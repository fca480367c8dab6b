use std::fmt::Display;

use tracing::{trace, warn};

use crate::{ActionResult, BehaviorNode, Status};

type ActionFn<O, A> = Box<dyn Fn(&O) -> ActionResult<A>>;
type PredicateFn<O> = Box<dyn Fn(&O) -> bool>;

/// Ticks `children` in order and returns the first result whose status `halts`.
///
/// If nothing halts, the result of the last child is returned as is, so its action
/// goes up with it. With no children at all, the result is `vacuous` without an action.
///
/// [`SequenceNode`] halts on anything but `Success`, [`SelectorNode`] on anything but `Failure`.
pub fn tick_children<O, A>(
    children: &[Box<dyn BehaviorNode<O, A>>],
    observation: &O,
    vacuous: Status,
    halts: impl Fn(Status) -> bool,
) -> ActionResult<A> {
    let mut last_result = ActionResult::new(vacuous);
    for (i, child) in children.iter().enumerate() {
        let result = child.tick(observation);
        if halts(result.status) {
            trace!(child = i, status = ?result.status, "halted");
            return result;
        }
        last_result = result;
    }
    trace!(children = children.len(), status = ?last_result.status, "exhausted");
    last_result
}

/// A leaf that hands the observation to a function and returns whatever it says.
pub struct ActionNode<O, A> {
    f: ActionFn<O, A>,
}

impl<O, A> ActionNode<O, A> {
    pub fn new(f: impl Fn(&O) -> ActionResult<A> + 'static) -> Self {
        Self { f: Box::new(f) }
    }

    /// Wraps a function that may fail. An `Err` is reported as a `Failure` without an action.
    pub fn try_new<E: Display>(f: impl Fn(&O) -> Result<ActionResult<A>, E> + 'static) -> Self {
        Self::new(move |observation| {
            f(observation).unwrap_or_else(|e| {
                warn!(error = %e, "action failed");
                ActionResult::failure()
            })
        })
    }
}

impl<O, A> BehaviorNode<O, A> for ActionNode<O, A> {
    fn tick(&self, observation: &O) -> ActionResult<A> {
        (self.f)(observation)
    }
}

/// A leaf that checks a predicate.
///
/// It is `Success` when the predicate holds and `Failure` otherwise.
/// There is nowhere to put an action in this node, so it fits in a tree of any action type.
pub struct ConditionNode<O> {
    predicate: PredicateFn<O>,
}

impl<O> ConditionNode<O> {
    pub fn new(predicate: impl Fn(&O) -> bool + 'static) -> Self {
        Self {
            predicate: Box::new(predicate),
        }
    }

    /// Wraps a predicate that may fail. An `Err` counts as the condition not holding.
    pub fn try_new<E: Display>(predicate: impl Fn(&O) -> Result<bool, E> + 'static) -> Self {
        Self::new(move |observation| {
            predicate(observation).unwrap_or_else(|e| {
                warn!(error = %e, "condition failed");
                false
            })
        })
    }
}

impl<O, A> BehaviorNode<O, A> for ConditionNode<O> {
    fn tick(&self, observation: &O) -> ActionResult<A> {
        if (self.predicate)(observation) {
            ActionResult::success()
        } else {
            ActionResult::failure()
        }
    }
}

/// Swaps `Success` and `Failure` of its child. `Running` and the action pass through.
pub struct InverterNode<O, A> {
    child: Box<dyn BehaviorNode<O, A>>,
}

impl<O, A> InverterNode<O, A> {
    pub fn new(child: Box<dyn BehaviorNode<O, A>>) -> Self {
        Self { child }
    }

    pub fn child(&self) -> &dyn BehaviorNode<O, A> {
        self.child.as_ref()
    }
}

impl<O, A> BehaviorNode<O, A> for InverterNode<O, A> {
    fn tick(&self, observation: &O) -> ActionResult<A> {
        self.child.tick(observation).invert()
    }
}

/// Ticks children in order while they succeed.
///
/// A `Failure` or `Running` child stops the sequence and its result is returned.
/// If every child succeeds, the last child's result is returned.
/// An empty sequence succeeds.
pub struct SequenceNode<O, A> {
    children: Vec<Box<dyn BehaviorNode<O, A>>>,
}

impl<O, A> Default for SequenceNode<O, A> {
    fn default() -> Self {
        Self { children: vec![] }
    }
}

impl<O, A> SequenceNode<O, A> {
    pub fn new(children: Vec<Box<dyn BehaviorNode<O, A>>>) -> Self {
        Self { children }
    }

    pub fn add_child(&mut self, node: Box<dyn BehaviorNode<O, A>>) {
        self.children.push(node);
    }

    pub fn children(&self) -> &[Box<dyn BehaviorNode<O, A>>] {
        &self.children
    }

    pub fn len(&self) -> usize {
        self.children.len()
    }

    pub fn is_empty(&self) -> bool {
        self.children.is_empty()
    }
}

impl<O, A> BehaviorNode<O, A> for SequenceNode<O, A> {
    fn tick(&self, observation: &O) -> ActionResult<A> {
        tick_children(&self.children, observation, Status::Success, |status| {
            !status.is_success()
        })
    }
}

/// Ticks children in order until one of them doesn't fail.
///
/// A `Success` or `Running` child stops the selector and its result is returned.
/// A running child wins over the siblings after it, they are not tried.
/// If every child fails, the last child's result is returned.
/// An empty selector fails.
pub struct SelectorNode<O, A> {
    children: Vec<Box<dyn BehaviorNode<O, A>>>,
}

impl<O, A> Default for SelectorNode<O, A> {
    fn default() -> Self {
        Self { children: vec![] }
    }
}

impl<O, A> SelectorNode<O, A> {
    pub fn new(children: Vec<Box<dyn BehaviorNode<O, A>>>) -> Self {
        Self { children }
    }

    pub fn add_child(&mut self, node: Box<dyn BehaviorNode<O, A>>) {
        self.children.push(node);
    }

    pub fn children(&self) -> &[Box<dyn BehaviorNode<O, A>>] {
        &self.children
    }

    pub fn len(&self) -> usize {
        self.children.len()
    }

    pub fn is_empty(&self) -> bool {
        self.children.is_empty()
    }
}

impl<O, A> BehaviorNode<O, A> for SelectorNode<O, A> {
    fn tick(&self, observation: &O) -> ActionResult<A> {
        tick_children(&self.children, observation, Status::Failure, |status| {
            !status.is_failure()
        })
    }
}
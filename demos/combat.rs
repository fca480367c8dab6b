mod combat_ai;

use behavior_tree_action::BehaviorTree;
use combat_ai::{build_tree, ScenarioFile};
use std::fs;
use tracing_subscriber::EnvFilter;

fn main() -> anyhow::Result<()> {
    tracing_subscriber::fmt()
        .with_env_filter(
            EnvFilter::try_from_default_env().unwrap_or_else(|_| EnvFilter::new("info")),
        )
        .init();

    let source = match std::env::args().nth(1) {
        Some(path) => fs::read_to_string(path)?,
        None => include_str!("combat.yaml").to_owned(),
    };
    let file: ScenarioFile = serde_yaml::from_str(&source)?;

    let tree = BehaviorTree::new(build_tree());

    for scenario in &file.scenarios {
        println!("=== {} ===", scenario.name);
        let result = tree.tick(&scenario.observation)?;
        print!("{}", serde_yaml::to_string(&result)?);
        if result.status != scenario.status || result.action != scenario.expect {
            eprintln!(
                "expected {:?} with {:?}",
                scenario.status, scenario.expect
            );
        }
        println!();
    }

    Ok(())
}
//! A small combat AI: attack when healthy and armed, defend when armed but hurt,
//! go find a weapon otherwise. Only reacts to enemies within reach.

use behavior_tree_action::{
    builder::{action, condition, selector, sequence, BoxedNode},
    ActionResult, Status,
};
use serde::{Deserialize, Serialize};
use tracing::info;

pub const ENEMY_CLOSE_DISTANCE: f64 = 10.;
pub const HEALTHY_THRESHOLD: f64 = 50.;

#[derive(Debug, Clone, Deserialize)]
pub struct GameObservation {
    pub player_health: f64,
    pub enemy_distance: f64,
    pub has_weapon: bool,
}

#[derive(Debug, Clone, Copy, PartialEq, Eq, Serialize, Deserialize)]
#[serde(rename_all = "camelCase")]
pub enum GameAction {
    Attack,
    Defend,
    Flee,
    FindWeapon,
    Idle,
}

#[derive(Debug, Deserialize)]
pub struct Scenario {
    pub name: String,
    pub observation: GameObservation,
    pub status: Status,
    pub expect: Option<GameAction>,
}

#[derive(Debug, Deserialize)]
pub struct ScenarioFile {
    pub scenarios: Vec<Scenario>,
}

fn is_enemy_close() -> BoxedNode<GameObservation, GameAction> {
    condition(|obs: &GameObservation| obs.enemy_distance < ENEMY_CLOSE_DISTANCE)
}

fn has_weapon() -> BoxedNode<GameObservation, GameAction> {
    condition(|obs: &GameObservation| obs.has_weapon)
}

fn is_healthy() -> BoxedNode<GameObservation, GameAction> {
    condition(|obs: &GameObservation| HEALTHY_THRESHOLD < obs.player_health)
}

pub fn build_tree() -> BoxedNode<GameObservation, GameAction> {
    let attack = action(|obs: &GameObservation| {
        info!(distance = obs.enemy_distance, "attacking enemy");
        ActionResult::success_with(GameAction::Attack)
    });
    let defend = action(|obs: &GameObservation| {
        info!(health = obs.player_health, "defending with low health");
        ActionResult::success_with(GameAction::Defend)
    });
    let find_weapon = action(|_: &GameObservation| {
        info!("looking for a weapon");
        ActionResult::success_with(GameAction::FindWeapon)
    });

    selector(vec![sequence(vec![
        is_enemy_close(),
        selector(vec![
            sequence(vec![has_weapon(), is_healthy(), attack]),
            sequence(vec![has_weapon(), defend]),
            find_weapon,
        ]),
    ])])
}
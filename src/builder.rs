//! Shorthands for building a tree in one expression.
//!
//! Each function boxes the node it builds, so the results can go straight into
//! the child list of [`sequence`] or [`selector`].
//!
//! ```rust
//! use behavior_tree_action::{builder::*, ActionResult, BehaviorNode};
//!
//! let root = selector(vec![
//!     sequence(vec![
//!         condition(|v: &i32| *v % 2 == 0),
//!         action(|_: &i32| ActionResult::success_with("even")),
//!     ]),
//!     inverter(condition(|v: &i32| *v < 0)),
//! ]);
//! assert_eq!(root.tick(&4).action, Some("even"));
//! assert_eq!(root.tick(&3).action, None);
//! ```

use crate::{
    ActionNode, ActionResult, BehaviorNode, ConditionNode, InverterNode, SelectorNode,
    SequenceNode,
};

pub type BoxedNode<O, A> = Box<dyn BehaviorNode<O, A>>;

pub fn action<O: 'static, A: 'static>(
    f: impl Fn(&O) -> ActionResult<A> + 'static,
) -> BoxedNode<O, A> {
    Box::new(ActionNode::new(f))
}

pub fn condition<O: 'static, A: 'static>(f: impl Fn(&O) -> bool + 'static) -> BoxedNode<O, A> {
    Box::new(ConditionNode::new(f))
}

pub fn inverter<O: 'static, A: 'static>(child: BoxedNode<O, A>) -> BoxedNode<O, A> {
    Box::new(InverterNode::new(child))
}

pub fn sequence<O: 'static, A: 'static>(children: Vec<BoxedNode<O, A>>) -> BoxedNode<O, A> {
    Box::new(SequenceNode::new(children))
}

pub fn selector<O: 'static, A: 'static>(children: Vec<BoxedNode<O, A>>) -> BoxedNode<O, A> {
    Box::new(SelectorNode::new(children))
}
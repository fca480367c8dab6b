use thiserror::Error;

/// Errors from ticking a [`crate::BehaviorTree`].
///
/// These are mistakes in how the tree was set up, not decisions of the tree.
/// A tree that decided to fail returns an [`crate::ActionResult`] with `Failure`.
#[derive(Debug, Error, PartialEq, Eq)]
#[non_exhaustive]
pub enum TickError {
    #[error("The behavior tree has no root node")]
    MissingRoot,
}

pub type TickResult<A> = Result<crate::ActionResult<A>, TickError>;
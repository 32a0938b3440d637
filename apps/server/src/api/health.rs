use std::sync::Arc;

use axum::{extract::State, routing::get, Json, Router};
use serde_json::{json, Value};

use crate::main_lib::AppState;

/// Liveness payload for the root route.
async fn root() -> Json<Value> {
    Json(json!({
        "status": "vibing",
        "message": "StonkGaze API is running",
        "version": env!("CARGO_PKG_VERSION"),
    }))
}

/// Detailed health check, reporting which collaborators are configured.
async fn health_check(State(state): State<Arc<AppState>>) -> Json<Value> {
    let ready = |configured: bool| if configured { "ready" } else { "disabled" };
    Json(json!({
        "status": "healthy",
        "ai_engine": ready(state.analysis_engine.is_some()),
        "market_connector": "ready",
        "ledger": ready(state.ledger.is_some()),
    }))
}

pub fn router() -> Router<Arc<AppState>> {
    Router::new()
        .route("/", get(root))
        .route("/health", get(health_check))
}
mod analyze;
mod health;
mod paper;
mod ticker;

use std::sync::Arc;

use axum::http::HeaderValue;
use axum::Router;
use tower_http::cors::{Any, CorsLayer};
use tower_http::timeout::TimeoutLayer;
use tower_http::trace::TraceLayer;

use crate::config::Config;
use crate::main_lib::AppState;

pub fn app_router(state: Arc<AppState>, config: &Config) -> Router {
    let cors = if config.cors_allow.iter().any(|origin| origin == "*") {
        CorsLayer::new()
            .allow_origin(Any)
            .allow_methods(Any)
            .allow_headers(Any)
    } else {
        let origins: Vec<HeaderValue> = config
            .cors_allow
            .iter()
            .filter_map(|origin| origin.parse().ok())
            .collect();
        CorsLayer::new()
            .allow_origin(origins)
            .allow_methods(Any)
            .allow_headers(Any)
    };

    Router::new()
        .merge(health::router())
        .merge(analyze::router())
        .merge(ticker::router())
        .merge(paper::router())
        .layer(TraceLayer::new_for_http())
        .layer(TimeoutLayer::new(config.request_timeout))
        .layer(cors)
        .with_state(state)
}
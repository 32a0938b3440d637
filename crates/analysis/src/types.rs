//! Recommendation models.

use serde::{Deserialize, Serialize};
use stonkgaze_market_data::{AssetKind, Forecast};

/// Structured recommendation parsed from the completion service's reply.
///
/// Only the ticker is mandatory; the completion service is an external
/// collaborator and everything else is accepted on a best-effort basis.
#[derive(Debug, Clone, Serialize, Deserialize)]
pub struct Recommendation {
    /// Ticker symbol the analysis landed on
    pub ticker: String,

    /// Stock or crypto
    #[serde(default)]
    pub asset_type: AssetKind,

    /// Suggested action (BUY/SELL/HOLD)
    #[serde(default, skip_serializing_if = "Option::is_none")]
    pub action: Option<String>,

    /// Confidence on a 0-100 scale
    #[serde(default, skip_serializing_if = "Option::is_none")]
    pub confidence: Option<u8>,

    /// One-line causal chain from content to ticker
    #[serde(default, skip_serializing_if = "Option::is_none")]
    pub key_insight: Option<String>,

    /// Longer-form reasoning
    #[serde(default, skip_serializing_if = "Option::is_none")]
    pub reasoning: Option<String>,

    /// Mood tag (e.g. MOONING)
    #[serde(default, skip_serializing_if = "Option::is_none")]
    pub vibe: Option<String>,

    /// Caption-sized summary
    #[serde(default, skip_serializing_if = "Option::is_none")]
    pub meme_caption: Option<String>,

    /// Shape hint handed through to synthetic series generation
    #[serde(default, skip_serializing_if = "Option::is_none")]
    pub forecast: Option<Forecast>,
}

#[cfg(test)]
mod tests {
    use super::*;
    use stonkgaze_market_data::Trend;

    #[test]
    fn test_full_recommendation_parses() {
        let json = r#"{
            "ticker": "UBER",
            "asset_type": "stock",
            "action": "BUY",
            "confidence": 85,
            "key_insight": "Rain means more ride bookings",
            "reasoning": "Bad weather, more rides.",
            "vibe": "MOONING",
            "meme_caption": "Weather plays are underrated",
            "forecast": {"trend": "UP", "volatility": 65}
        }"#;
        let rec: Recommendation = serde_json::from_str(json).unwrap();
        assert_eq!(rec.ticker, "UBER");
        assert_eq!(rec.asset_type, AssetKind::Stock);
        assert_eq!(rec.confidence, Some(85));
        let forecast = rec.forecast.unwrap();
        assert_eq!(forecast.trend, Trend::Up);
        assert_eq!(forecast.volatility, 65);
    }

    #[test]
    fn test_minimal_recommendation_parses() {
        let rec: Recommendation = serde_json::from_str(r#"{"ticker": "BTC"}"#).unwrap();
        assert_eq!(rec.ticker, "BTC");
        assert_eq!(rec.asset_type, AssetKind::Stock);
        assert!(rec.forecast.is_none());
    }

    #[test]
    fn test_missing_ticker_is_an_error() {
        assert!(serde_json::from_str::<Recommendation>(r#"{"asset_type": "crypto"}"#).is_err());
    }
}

———

= EXERCISE =
Copy out each line of the data where the string "axum" appears.

= SOLUTION FOR THIS PROBLEM =
use axum::{extract::State, routing::get, Json, Router};
use axum::http::HeaderValue;
use axum::Router;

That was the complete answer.